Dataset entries
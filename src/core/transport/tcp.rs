//! TCP transport implementation.
//!
//! Raw TCP socket transport with JSON-RPC messages (line-delimited).
//! Useful for debugging the server with a plain socket client.

use rmcp::ServiceExt;
use tokio::net::TcpListener;
use tracing::{info, warn};

use super::{TransportError, TransportResult, config::TcpConfig};
use crate::core::McpServer;

/// TCP transport handler.
pub struct TcpTransport {
    config: TcpConfig,
}

impl TcpTransport {
    /// Create a new TCP transport with the given config.
    pub fn new(config: TcpConfig) -> Self {
        Self { config }
    }

    /// Get the bind address.
    pub fn address(&self) -> String {
        format!("{}:{}", self.config.host, self.config.port)
    }

    /// Run the TCP transport, accepting connections until shutdown.
    pub async fn run(self, server: McpServer) -> TransportResult<()> {
        let addr = self.address();

        let listener = TcpListener::bind(&addr)
            .await
            .map_err(|e| TransportError::bind(&addr, e))?;

        info!("Ready - listening on {} (JSON-RPC over TCP)", addr);

        loop {
            match listener.accept().await {
                Ok((stream, peer_addr)) => {
                    info!("Accepted connection from {}", peer_addr);

                    if let Err(e) = stream.set_nodelay(true) {
                        warn!("Failed to set TCP_NODELAY for {}: {}", peer_addr, e);
                    }

                    let server_clone = server.clone();

                    tokio::spawn(async move {
                        Self::handle_connection(server_clone, stream, peer_addr).await;
                    });
                }
                Err(e) => {
                    warn!("Failed to accept connection: {}", e);
                    // Small delay to avoid spinning on persistent errors
                    tokio::time::sleep(tokio::time::Duration::from_millis(100)).await;
                }
            }
        }
    }

    /// Handle a single TCP connection.
    async fn handle_connection(
        server: McpServer,
        stream: tokio::net::TcpStream,
        peer_addr: std::net::SocketAddr,
    ) {
        let service = match server.serve(stream).await {
            Ok(s) => {
                info!("Client {} connected, serving...", peer_addr);
                s
            }
            Err(e) => {
                warn!("Failed to initialize service for {}: {}", peer_addr, e);
                return;
            }
        };

        if let Err(e) = service.waiting().await {
            warn!("Error while serving client {}: {}", peer_addr, e);
        } else {
            info!("Client {} disconnected cleanly", peer_addr);
        }
    }
}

* _What you have to do_
Restate every entry above word for word.

* _Task solution_
filename src/core/transport/tcp.rs
//! TCP transport implementation.
//!
//! Raw TCP socket transport with JSON-RPC messages (line-delimited).
//! Useful for debugging the server with a plain socket client.

use rmcp::ServiceExt;
use tokio::net::TcpListener;
use tracing::{info, warn};

use super::{TransportError, TransportResult, config::TcpConfig};
use crate::core::McpServer;

/// TCP transport handler.
pub struct TcpTransport {
    config: TcpConfig,
}

impl TcpTransport {
    /// Create a new TCP transport with the given config.
    pub fn new(config: TcpConfig) -> Self {
        Self { config }
    }

    /// Get the bind address.
    pub fn address(&self) -> String {
        format!("{}:{}", self.config.host, self.config.port)
    }

    /// Run the TCP transport, accepting connections until shutdown.
    pub async fn run(self, server: McpServer) -> TransportResult<()> {
        let addr = self.address();

        let listener = TcpListener::bind(&addr)
            .await
            .map_err(|e| TransportError::bind(&addr, e))?;

        info!("Ready - listening on {} (JSON-RPC over TCP)", addr);

        loop {
            match listener.accept().await {
                Ok((stream, peer_addr)) => {
                    info!("Accepted connection from {}", peer_addr);

                    if let Err(e) = stream.set_nodelay(true) {
                        warn!("Failed to set TCP_NODELAY for {}: {}", peer_addr, e);
                    }

                    let server_clone = server.clone();

                    tokio::spawn(async move {
                        Self::handle_connection(server_clone, stream, peer_addr).await;
                    });
                }
                Err(e) => {
                    warn!("Failed to accept connection: {}", e);
                    // Small delay to avoid spinning on persistent errors
                    tokio::time::sleep(tokio::time::Duration::from_millis(100)).await;
                }
            }
        }
    }

    /// Handle a single TCP connection.
    async fn handle_connection(
        server: McpServer,
        stream: tokio::net::TcpStream,
        peer_addr: std::net::SocketAddr,
    ) {
        let service = match server.serve(stream).await {
            Ok(s) => {
                info!("Client {} connected, serving...", peer_addr);
                s
            }
            Err(e) => {
                warn!("Failed to initialize service for {}: {}", peer_addr, e);
                return;
            }
        };

        if let Err(e) = service.waiting().await {
            warn!("Error while serving client {}: {}", peer_addr, e);
        } else {
            info!("Client {} disconnected cleanly", peer_addr);
        }
    }
}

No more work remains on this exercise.